COVID 19 : Annulation par le Conseil d’État des dispositions relatives à la réduction des délais de consultation du CSE et des délais d’expertise
1er élément : énonciation du principe
Dans une décision du 19 mai 2021 (CE, 19 mai 2021, n° 441031) le Conseil d’Etat a annulé l’article 9 de l’ordonnance n° 2020-460 du 22 avril 2020 (dans sa version issue de l’ordonnance n° 2020-507 du 2 mai 2020) ainsi que le décret [d’application]n° 2020-508 du 2 mai 2020 qui aménageaient de manière temporaire les délais de consultation du CSE et les délais d’expertise.
2ème élément : les faits
Sur le fondement de la loi n° 2020-290 du 23 mars 2020 dite « d’urgence pour faire face à l’épidémie de covid-19 » [loi d’habilitation], le Gouvernement avait adopté plusieurs textes dont notamment les textes visés ci-dessus.
De manière concrète, les textes susvisés prévoyaient, pour la période allant du 3 mai au 23 août 2020, la réduction des délais :
- d’envoi de l’ordre du jour aux membres du CSE (ex : communication de l’ordre du jour dans un délai de 2 jours (au lieu de 3) avant la réunion)
- de consultation du CSE (ex : le CSE était réputé avoir été consulté et avoir rendu un avis négatif à l’expiration d’un délai de 8 jours (au lieu d’un mois), hors cas d’expertise)
- Pour la réalisation des expertises (ex : délai de 24 heures (au lieu de 3 jours) laissé à l’expert pour demander à l’employeur toutes les informations complémentaires qu’il juge nécessaire).
Attention : Ces mesures d’urgence concernaient les informations-consultations portant sur les décisions de l’employeur ayant pour objectif de faire face aux conséquences économiques, financières et sociales de l’épidémie de Covid-19, à l’exclusion :
- du licenciement économique de dix salariés ou plus dans une même période de 30 jours,
- des accords de performance collective,
- des consultations récurrentes de l’article L.2312-17 du Code du travail.
3ème élément : l’arrêt du Conseil d’État
Plusieurs organisations syndicales ont saisi, sur le fond, le Conseil d’Etat afin d’obtenir l’annulation des dispositions querellées.
Par un arrêt du 19 mai 2021, la Haute juridiction a jugé que ces textes étaient entachés d’illégalité dans la mesure où ils débordent du cadre fixé par la loi d’habilitation.

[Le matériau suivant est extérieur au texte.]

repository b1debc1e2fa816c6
//! Declarative description of each entity's form and list page.

use db::models::table::Table;
use serde::Serialize;

#[derive(Debug, Clone, Copy, PartialEq, Eq, Serialize)]
#[serde(tag = "type", rename_all = "snake_case")]
pub enum FieldKind {
    Text,
    Number,
    Date,
    /// One of a fixed list of options.
    Select { options: &'static [&'static str] },
}

impl FieldKind {
    /// `type` attribute of the matching HTML input.
    pub fn input_type(&self) -> &'static str {
        match self {
            FieldKind::Text => "text",
            FieldKind::Number => "number",
            FieldKind::Date => "date",
            FieldKind::Select { .. } => "select",
        }
    }
}

#[derive(Debug, Clone, Copy, PartialEq, Eq, Serialize)]
pub struct FieldSpec {
    pub name: &'static str,
    pub label: &'static str,
    pub kind: FieldKind,
    pub required: bool,
}

impl FieldSpec {
    const fn required(name: &'static str, label: &'static str, kind: FieldKind) -> Self {
        Self {
            name,
            label,
            kind,
            required: true,
        }
    }

    const fn optional(name: &'static str, label: &'static str, kind: FieldKind) -> Self {
        Self {
            name,
            label,
            kind,
            required: false,
        }
    }
}

#[derive(Debug, Clone, Copy, PartialEq, Eq, Serialize)]
pub struct EntitySchema {
    pub table: Table,
    pub title: &'static str,
    pub description: &'static str,
    pub fields: &'static [FieldSpec],
}

const CASE_STATUS: &[&str] = &["em andamento", "concluído"];

pub static MEMBERS: EntitySchema = EntitySchema {
    table: Table::Associados,
    title: "Associados",
    description: "Cadastro de associados da AMA",
    fields: &[
        FieldSpec::required("nome", "Nome", FieldKind::Text),
        FieldSpec::required("cpf", "CPF", FieldKind::Text),
        FieldSpec::required("email", "E-mail", FieldKind::Text),
        FieldSpec::required("telefone", "Telefone", FieldKind::Text),
        FieldSpec::required("endereco", "Endereço", FieldKind::Text),
        FieldSpec::required("data_entrada", "Data de entrada", FieldKind::Date),
        FieldSpec::optional("instrumento", "Instrumento", FieldKind::Text),
        FieldSpec::optional("profissao", "Profissão", FieldKind::Text),
    ],
};

pub static CONTRIBUTIONS: EntitySchema = EntitySchema {
    table: Table::Contribuicoes,
    title: "Contribuições",
    description: "Mensalidades e contribuições dos associados",
    fields: &[
        FieldSpec::required("associado_id", "Associado", FieldKind::Text),
        FieldSpec::required("valor", "Valor", FieldKind::Number),
        FieldSpec::required("data_pagamento", "Data de pagamento", FieldKind::Date),
        FieldSpec::required(
            "status",
            "Status",
            FieldKind::Select {
                options: &["pago", "pendente"],
            },
        ),
        FieldSpec::optional("recibo_url", "Recibo (URL)", FieldKind::Text),
    ],
};

pub static FINANCE_ENTRIES: EntitySchema = EntitySchema {
    table: Table::Financeiro,
    title: "Financeiro",
    description: "Receitas e despesas da associação",
    fields: &[
        FieldSpec::required("descricao", "Descrição", FieldKind::Text),
        FieldSpec::required("valor", "Valor", FieldKind::Number),
        FieldSpec::required(
            "tipo",
            "Tipo",
            FieldKind::Select {
                options: &["receita", "despesa"],
            },
        ),
        FieldSpec::required("data", "Data", FieldKind::Date),
        FieldSpec::optional("categoria", "Categoria", FieldKind::Text),
    ],
};

pub static PARTNER_AGREEMENTS: EntitySchema = EntitySchema {
    table: Table::Convenios,
    title: "Convênios",
    description: "Parcerias e benefícios para associados",
    fields: &[
        FieldSpec::required("nome_parceiro", "Parceiro", FieldKind::Text),
        FieldSpec::required("descricao", "Descrição", FieldKind::Text),
        FieldSpec::required("data_inicio", "Início", FieldKind::Date),
        FieldSpec::required("data_fim", "Fim", FieldKind::Date),
        FieldSpec::optional("beneficios", "Benefícios", FieldKind::Text),
    ],
};

pub static LEGAL_DOCUMENTS: EntitySchema = EntitySchema {
    table: Table::Juridico,
    title: "Jurídico",
    description: "Processos e documentos jurídicos",
    fields: &[
        FieldSpec::required("processo_numero", "Número do processo", FieldKind::Text),
        FieldSpec::required("descricao", "Descrição", FieldKind::Text),
        FieldSpec::required(
            "status",
            "Status",
            FieldKind::Select {
                options: CASE_STATUS,
            },
        ),
        FieldSpec::required("data_abertura", "Data de abertura", FieldKind::Date),
    ],
};

pub static SERVICE_TICKETS: EntitySchema = EntitySchema {
    table: Table::Atendimento,
    title: "Atendimento",
    description: "Solicitações de atendimento dos associados",
    fields: &[
        FieldSpec::required("associado_id", "Associado", FieldKind::Text),
        FieldSpec::required("descricao", "Descrição", FieldKind::Text),
        FieldSpec::required(
            "status",
            "Status",
            FieldKind::Select {
                options: CASE_STATUS,
            },
        ),
        FieldSpec::required("data_abertura", "Data de abertura", FieldKind::Date),
        FieldSpec::optional("data_conclusao", "Data de conclusão", FieldKind::Date),
    ],
};

/// Every schema, in sidebar order.
pub static ALL: [&EntitySchema; 6] = [
    &MEMBERS,
    &FINANCE_ENTRIES,
    &CONTRIBUTIONS,
    &PARTNER_AGREEMENTS,
    &LEGAL_DOCUMENTS,
    &SERVICE_TICKETS,
];

impl EntitySchema {
    pub fn for_table(table: Table) -> &'static EntitySchema {
        match table {
            Table::Associados => &MEMBERS,
            Table::Contribuicoes => &CONTRIBUTIONS,
            Table::Financeiro => &FINANCE_ENTRIES,
            Table::Convenios => &PARTNER_AGREEMENTS,
            Table::Juridico => &LEGAL_DOCUMENTS,
            Table::Atendimento => &SERVICE_TICKETS,
        }
    }

    /// Look a schema up by its table name, as used in URLs.
    pub fn by_name(name: &str) -> Option<&'static EntitySchema> {
        name.parse::<Table>().ok().map(Self::for_table)
    }

    pub fn field(&self, name: &str) -> Option<&'static FieldSpec> {
        self.fields.iter().find(|f| f.name == name)
    }

    pub fn required_fields(&self) -> impl Iterator<Item = &'static FieldSpec> {
        self.fields.iter().filter(|f| f.required)
    }

    /// Path of the list page.
    pub fn path(&self) -> String {
        format!("/{}", self.table.name())
    }
}

#[cfg(test)]
mod tests {
    use strum::IntoEnumIterator;

    use super::*;

    #[test]
    fn every_table_has_a_schema() {
        for table in Table::iter() {
            assert_eq!(EntitySchema::for_table(table).table, table);
        }
        assert_eq!(ALL.len(), Table::iter().count());
    }

    #[test]
    fn schema_fields_are_table_columns() {
        for schema in ALL {
            for field in schema.fields {
                assert!(
                    schema.table.has_column(field.name),
                    "{} has no column {}",
                    schema.table,
                    field.name
                );
            }
        }
    }

    #[test]
    fn member_required_fields_match_form() {
        let required: Vec<_> = MEMBERS.required_fields().map(|f| f.name).collect();
        assert_eq!(
            required,
            ["nome", "cpf", "email", "telefone", "endereco", "data_entrada"]
        );
    }

    #[test]
    fn contribution_status_offers_paid_and_pending() {
        let status = CONTRIBUTIONS.field("status").unwrap();
        assert_eq!(
            status.kind,
            FieldKind::Select {
                options: &["pago", "pendente"]
            }
        );
    }

    #[test]
    fn by_name_resolves_url_segments() {
        assert_eq!(EntitySchema::by_name("juridico"), Some(&LEGAL_DOCUMENTS));
        assert_eq!(EntitySchema::by_name("profiles"), None);
        assert_eq!(MEMBERS.path(), "/associados");
    }
}
use async_trait::async_trait;
use chrono::{DateTime, NaiveDate, Utc};
use serde::{Deserialize, Serialize};
use sqlx::{FromRow, SqliteConnection, SqlitePool, Type};
use strum_macros::{Display, EnumString};
use ts_rs::TS;
use uuid::Uuid;

use super::{record::TableRecord, table::Table};

#[derive(Debug, Clone, Type, Serialize, Deserialize, PartialEq, TS, EnumString, Display)]
#[sqlx(type_name = "financeiro_tipo", rename_all = "lowercase")]
#[serde(rename_all = "lowercase")]
#[strum(serialize_all = "lowercase")]
pub enum EntryKind {
    Receita,
    Despesa,
}

/// A ledger line (`financeiro`).
#[derive(Debug, Clone, FromRow, Serialize, Deserialize, TS)]
pub struct FinanceEntry {
    pub id: Uuid,
    pub descricao: String,
    pub valor: f64,
    pub tipo: EntryKind,
    pub data: NaiveDate,
    pub categoria: Option<String>,
    pub created_at: DateTime<Utc>,
    pub updated_at: DateTime<Utc>,
}

#[derive(Debug, Clone, Serialize, Deserialize, TS)]
pub struct CreateFinanceEntry {
    pub descricao: String,
    pub valor: f64,
    pub tipo: EntryKind,
    pub data: NaiveDate,
    #[serde(default)]
    pub categoria: Option<String>,
}

#[async_trait]
impl TableRecord for FinanceEntry {
    type Create = CreateFinanceEntry;

    const TABLE: Table = Table::Financeiro;

    fn id(&self) -> Uuid {
        self.id
    }

    async fn create(
        pool: &SqlitePool,
        id: Uuid,
        data: &CreateFinanceEntry,
    ) -> Result<Self, sqlx::Error> {
        sqlx::query_as::<_, FinanceEntry>(
            r#"
            INSERT INTO financeiro (id, descricao, valor, tipo, data, categoria)
            VALUES ($1, $2, $3, $4, $5, $6)
            RETURNING *
            "#,
        )
        .bind(id)
        .bind(&data.descricao)
        .bind(data.valor)
        .bind(&data.tipo)
        .bind(data.data)
        .bind(&data.categoria)
        .fetch_one(pool)
        .await
    }

    async fn update(conn: &mut SqliteConnection, record: &FinanceEntry) -> Result<(), sqlx::Error> {
        sqlx::query(
            r#"
            UPDATE financeiro
            SET descricao = $2,
                valor = $3,
                tipo = $4,
                data = $5,
                categoria = $6,
                updated_at = datetime('now', 'subsec')
            WHERE id = $1
            "#,
        )
        .bind(record.id)
        .bind(&record.descricao)
        .bind(record.valor)
        .bind(&record.tipo)
        .bind(record.data)
        .bind(&record.categoria)
        .execute(conn)
        .await?;
        Ok(())
    }
}
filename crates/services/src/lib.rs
pub mod services;
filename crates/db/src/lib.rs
use std::str::FromStr;

use sqlx::{
    SqlitePool,
    sqlite::{SqliteConnectOptions, SqliteJournalMode, SqlitePoolOptions},
};
use tracing::info;

pub mod models;

#[derive(Clone)]
pub struct DBService {
    pub pool: SqlitePool,
}

impl DBService {
    /// Open (creating if needed) the database at `database_url` and apply migrations.
    pub async fn new(database_url: &str) -> Result<DBService, sqlx::Error> {
        let options = SqliteConnectOptions::from_str(database_url)?
            .create_if_missing(true)
            .journal_mode(SqliteJournalMode::Wal)
            .foreign_keys(true);
        let pool = SqlitePoolOptions::new().connect_with(options).await?;
        Self::migrate(&pool).await?;
        info!(database_url, "Database ready");
        Ok(DBService { pool })
    }

    /// Single-connection in-memory database. Every connection to `:memory:`
    /// is its own database, so the pool must never open a second one.
    pub async fn new_in_memory() -> Result<DBService, sqlx::Error> {
        let options = SqliteConnectOptions::from_str("sqlite::memory:")?.foreign_keys(true);
        let pool = SqlitePoolOptions::new()
            .max_connections(1)
            .min_connections(1)
            .idle_timeout(None)
            .max_lifetime(None)
            .connect_with(options)
            .await?;
        Self::migrate(&pool).await?;
        Ok(DBService { pool })
    }

    async fn migrate(pool: &SqlitePool) -> Result<(), sqlx::Error> {
        sqlx::migrate!("./migrations").run(pool).await?;
        Ok(())
    }
}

En effet, elle relève que :
- la loi du 23 mars 2020, prise en son article 11, « permettait de prendre des mesures ayant pour objet […] d’organiser la consultation des instances représentatives du personnel par voie dématérialisée » et « d’instaurer un moratoire sur les délais […] et ainsi en reporter le terme».
- Elle « n’habilitait [cependant pas], le Gouvernement à réduire les délais d’information et de consultation des comités sociaux et économiques, ni les délais applicables au déroulement des expertises décidées dans le cadre de ces procédures par les comités » (CE, 19 mai 2021, n°441031).
Le Conseil d’État a, ainsi, prononcé l’annulation de :
- L’article 9 de l’ordonnance n° 2020-460 du 22 avril 2020,
- Le décret du 2 mai 2020,
avec effet rétroactif. Ces textes sont, ainsi, réputés n’avoir jamais existé.
4ème élément : analyse de la décision
Cette décision peut susciter des actions indemnitaires en vue d’obtenir réparation du fait de procédures d’information-consultation rétroactivement considérées comme irrégulières ou nulles.
Toutefois, en pratique, les effets de cette annulation devraient rester limités car :
- Les dispositions litigieuses n’ont été applicables que 4 mois.
- Le contentieux pénal du délit d’entrave (qui suppose la démonstration d’un élément intentionnel) doit être écarté dès lors que les employeurs ont appliqué de bonne foi les dispositions annulées.
Quant au contentieux civil, les actions en réparation des irrégularités en matière de consultation supposeront nécessairement la démonstration d’un préjudice.